During 2001 and 2002, the Radiation and Public Health Project, Inc. (RPHP) carried out a South Florida baby teeth study and an initial study of radiation levels in the teeth of children without cancer ("healthy teeth") and of children diagnosed with cancer ("cancer teeth").13 The major findings of this study are: 1. From 1986-89 to 1994-97, there was a 37% rise in the average levels of radioactive Strontium-90 in southeast Florida baby teeth. This rise reverses a long-term downward trend in Strontium-90 levels that has occurred since the mid-1960s, beginning after the atmospheric testing of nuclear weapons was banned. 2. This temporal trend of increasing levels of radioactive Strontium-90 was found in 485 Florida teeth tested, 95% of which came from six southeast Florida counties (Miami-Dade, Broward, Palm Beach, Martin, St. Lucie and Indian River). 3. When compared with baby teeth collected from other Florida counties, the highest levels of Strontium-90 were found in the counties closest to the Turkey Point and St. Lucie nuclear power plants. 4. The average levels of Strontium-90 found in the 17 cancer teeth were 85% higher than the radiation levels found in the 311 non-cancer teeth collected from children born in the same years and in the same counties. 5. Recent measurements of high energy beta activity, characteristic of Strontium-90 in southeast Florida water samples, indicate that the highest levels occur within 20 miles of the Turkey Point and St. Lucie nuclear power plants, ruling out the fallout from past nuclear tests as the principal source of radiation in Florida drinking water and baby teeth. The major conclusions of this study are: 1. Radiation emissions from nuclear power plants are the predominant cause of rising Strontium-90 levels in southeast Florida baby teeth. 2. Radiation levels are significantly higher in the teeth of children with cancer than in the teeth of children without cancer. 3. There is now substantial evidence that exposure to radioactive releases from nuclear reactors is a significant causal factor of increasing childhood cancer rates and of other adverse health effects in southeast Florida.
A study to determine the thyroidal consequences of the Chernobyl nuclear power station accident in a selected Turkish population.14 This study was designed as a sectional, area study, between October 2000 and March 2001, in two different regions of Turkey. Although there was a slight increase in nodule prevalence and thyroid antibody-positive subjects in the study group, it is hard to conclude that
Turkey was affected by the Chernobyl accident. These results, at least the significant differences with regard to the prevalence of goiters between groups, may reflect the different iodine status of the selected regions.
Strontium-90 is considered to be one of the most hazardous bone-seeking elements created in the fission of uranium or plutonium, because of its long half life of 28 years and because it resembles calcium so closely.
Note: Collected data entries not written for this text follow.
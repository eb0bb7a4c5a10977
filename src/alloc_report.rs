//! Allocation accounting, reported the way the original program's
//! `print_memory_usage` does: an allocation count plus a byte total broken
//! into a human-readable unit, and a header-overhead estimate.
//!
//! The source wraps `malloc` with a hand-rolled header that stores each
//! block's size ahead of the returned pointer so `free` can tally bytes
//! back out. `GlobalAlloc` gives the same hook point without needing to
//! hand-roll the header: `System` already carries whatever bookkeeping the
//! platform allocator needs, so this just counts on top of it with atomics.

use std::alloc::{GlobalAlloc, Layout, System};
use std::sync::atomic::{AtomicI64, Ordering};

/// Bytes of accounting overhead the original's per-block header cost
/// (`HEADER_SIZE (sizeof(size_t))` in `memory.c`): one `size_t` per live
/// allocation, stored ahead of the block so `free` could recover its size.
/// `System` needs no such header, but the report line is kept meaningful by
/// charging the same per-allocation cost here.
const HEADER_BYTES_PER_ALLOCATION: u64 = std::mem::size_of::<usize>() as u64;

static LIVE_ALLOCATIONS: AtomicI64 = AtomicI64::new(0);
static LIVE_BYTES: AtomicI64 = AtomicI64::new(0);

/// A counting wrapper around the system allocator. Install with
/// `#[global_allocator]`.
pub struct CountingAllocator;

unsafe impl GlobalAlloc for CountingAllocator {
    unsafe fn alloc(&self, layout: Layout) -> *mut u8 {
        let ptr = System.alloc(layout);
        if !ptr.is_null() {
            LIVE_ALLOCATIONS.fetch_add(1, Ordering::Relaxed);
            LIVE_BYTES.fetch_add(layout.size() as i64, Ordering::Relaxed);
        }
        ptr
    }

    unsafe fn dealloc(&self, ptr: *mut u8, layout: Layout) {
        System.dealloc(ptr, layout);
        LIVE_ALLOCATIONS.fetch_sub(1, Ordering::Relaxed);
        LIVE_BYTES.fetch_sub(layout.size() as i64, Ordering::Relaxed);
    }

    unsafe fn realloc(&self, ptr: *mut u8, layout: Layout, new_size: usize) -> *mut u8 {
        let new_ptr = System.realloc(ptr, layout, new_size);
        if !new_ptr.is_null() {
            LIVE_BYTES.fetch_add(new_size as i64 - layout.size() as i64, Ordering::Relaxed);
        }
        new_ptr
    }
}

/// A snapshot of current allocator counters, formatted the way
/// `print_memory_usage` lays its report out.
pub struct MemoryReport {
    pub live_allocations: i64,
    pub live_bytes: i64,
    pub header_bytes: u64,
}

impl MemoryReport {
    pub fn capture() -> MemoryReport {
        MemoryReport {
            live_allocations: LIVE_ALLOCATIONS.load(Ordering::Relaxed),
            live_bytes: LIVE_BYTES.load(Ordering::Relaxed),
            header_bytes: HEADER_BYTES_PER_ALLOCATION
                * LIVE_ALLOCATIONS.load(Ordering::Relaxed).max(0) as u64,
        }
    }
}

/// Mirrors `format_ext_and_get_size` in `memory.c`: checked largest unit
/// first, each threshold strict (`size > GIB`, not `>=`), so an exact power
/// of 1024 stays in the smaller unit.
fn human_bytes(bytes: u64) -> String {
    const KIB: f64 = 1024.0;
    const MIB: f64 = KIB * 1024.0;
    const GIB: f64 = MIB * 1024.0;

    let size = bytes as f64;
    let (value, unit) = if size > GIB {
        (size / GIB, "GiB")
    } else if size > MIB {
        (size / MIB, "MiB")
    } else if size > KIB {
        (size / KIB, "KiB")
    } else {
        (size, "B")
    };
    format!("{value:.4} {unit}")
}

/// Emit the four-line report spec.md's external-interfaces section
/// describes, via `log::info!` so it honors the same severity filtering as
/// everything else.
pub fn log_memory_report() {
    let report = MemoryReport::capture();
    log::info!("Allocation count: {}", report.live_allocations);
    log::info!("Allocation size: {}", human_bytes(report.live_bytes.max(0) as u64));
    log::info!("Memory used for the header: {}", human_bytes(report.header_bytes));
    log::info!(
        "Total memory used: {}",
        human_bytes(report.live_bytes.max(0) as u64 + report.header_bytes)
    );
}

#[cfg(test)]
mod tests {
    use super::*;

    #[test]
    fn human_bytes_picks_unit() {
        assert_eq!(human_bytes(0), "0.0000 B");
        assert_eq!(human_bytes(512), "512.0000 B");
        // Exact powers of 1024 use the strict `>` threshold from the
        // original, so they stay in the smaller unit.
        assert_eq!(human_bytes(1024), "1024.0000 B");
        assert_eq!(human_bytes(2048), "2.0000 KiB");
    }

    #[test]
    fn report_tracks_live_allocations() {
        let before = MemoryReport::capture();
        let v: Vec<u8> = Vec::with_capacity(4096);
        let after = MemoryReport::capture();
        assert!(after.live_bytes >= before.live_bytes);
        drop(v);
    }
}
By masquerading as calcium needed to form bone and teeth, it is readily taken up and concentrates in bone. In a pregnant woman, the Strontium-90 that has accumulated in the bone, together with that in her diet, is transported with calcium into the rapidly dividing cells of the embryo and fetus, where it can either kill or mutate them by the emission of high-energy electrons or beta particles. When Strontium-90 lodges near the bone marrow, where stem-cells form blood and immune system cells, there is an increased risk of leukemia, many other forms of cancer and autoimmune diseases, especially in newborn infants and elderly adults whose immune system functions are weak.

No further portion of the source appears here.